(Saved entries)
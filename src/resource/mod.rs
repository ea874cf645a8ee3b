//! Resource hierarchy model
//!
//! Audit logs are written under `organizations/`, `billingAccounts/`,
//! `folders/` or `projects/`. This module parses those paths and defines the
//! record shape persisted by the resource cache.

mod types;

pub use types::{
    MAX_RESOURCE_TTL_DAYS, ParentRef, ResourcePath, ResourceRecord, ResourceType, UNRESOLVED,
    split_resource_path,
};
use crate::error::{EnricherError, Result};
use crate::gcp::TokenSource;
use serde::Serialize;
use serde::de::DeserializeOwned;
use std::sync::Arc;
use std::time::Duration;

/// Authenticated JSON client shared by every Google REST adapter
#[derive(Clone)]
pub struct GcpClient {
    http: reqwest::Client,
    tokens: Arc<dyn TokenSource>,
}

impl std::fmt::Debug for GcpClient {
    fn fmt(&self, f: &mut std::fmt::Formatter<'_>) -> std::fmt::Result {
        f.debug_struct("GcpClient").finish_non_exhaustive()
    }
}

impl GcpClient {
    pub fn new(tokens: Arc<dyn TokenSource>, timeout: Duration) -> Result<Self> {
        let http = reqwest::Client::builder()
            .timeout(timeout)
            .user_agent(concat!("audit-enricher/", env!("CARGO_PKG_VERSION")))
            .build()?;

        Ok(Self { http, tokens })
    }

    /// GET `url` and decode the JSON body
    pub async fn get_json<T: DeserializeOwned>(&self, url: &str, scopes: &[&str]) -> Result<T> {
        let token = self.tokens.token(scopes).await?;
        tracing::trace!(url = %url, "GET");

        let response = self.http.get(url).bearer_auth(&token).send().await?;
        Self::decode(response).await
    }

    /// POST `body` as JSON to `url` and decode the JSON response
    pub async fn post_json<B, T>(&self, url: &str, scopes: &[&str], body: &B) -> Result<T>
    where
        B: Serialize + ?Sized,
        T: DeserializeOwned,
    {
        let token = self.tokens.token(scopes).await?;
        tracing::trace!(url = %url, "POST");

        let response = self
            .http
            .post(url)
            .bearer_auth(&token)
            .json(body)
            .send()
            .await?;
        Self::decode(response).await
    }

    async fn decode<T: DeserializeOwned>(response: reqwest::Response) -> Result<T> {
        let status = response.status();
        if !status.is_success() {
            let body = response.text().await.unwrap_or_default();
            tracing::debug!(status = %status, body = %body, "API error response");
            return Err(EnricherError::Api {
                status: status.as_u16(),
                body,
            });
        }

        Ok(response.json::<T>().await?)
    }
}

#[cfg(test)]
mod tests {
    use super::*;
    use crate::gcp::StaticTokenSource;
    use serde_json::{Value, json};
    use wiremock::matchers::{header, method, path};
    use wiremock::{Mock, MockServer, ResponseTemplate};

    fn client() -> GcpClient {
        GcpClient::new(
            Arc::new(StaticTokenSource::new("secret")),
            Duration::from_secs(5),
        )
        .unwrap()
    }

    #[tokio::test]
    async fn test_get_json_sends_bearer_token() {
        let server = MockServer::start().await;
        Mock::given(method("GET"))
            .and(path("/v1/thing"))
            .and(header("authorization", "Bearer secret"))
            .respond_with(ResponseTemplate::new(200).set_body_json(json!({"ok": true})))
            .expect(1)
            .mount(&server)
            .await;

        let body: Value = client()
            .get_json(&format!("{}/v1/thing", server.uri()), &[])
            .await
            .unwrap();
        assert_eq!(body["ok"], true);
    }

    #[tokio::test]
    async fn test_error_status_becomes_api_error() {
        let server = MockServer::start().await;
        Mock::given(method("POST"))
            .respond_with(ResponseTemplate::new(403).set_body_string("permission denied"))
            .mount(&server)
            .await;

        let err = client()
            .post_json::<_, Value>(&server.uri(), &[], &json!({}))
            .await
            .unwrap_err();
        assert!(matches!(
            err,
            EnricherError::Api { status: 403, ref body } if body == "permission denied"
        ));
    }
}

Assigned task — Write out every line of the entries that holds the word "Result".

Solution below —
use crate::error::{EnricherError, Result};
    fn fmt(&self, f: &mut std::fmt::Formatter<'_>) -> std::fmt::Result {
    pub fn new(tokens: Arc<dyn TokenSource>, timeout: Duration) -> Result<Self> {
    pub async fn get_json<T: DeserializeOwned>(&self, url: &str, scopes: &[&str]) -> Result<T> {
    pub async fn post_json<B, T>(&self, url: &str, scopes: &[&str], body: &B) -> Result<T>
    async fn decode<T: DeserializeOwned>(response: reqwest::Response) -> Result<T> {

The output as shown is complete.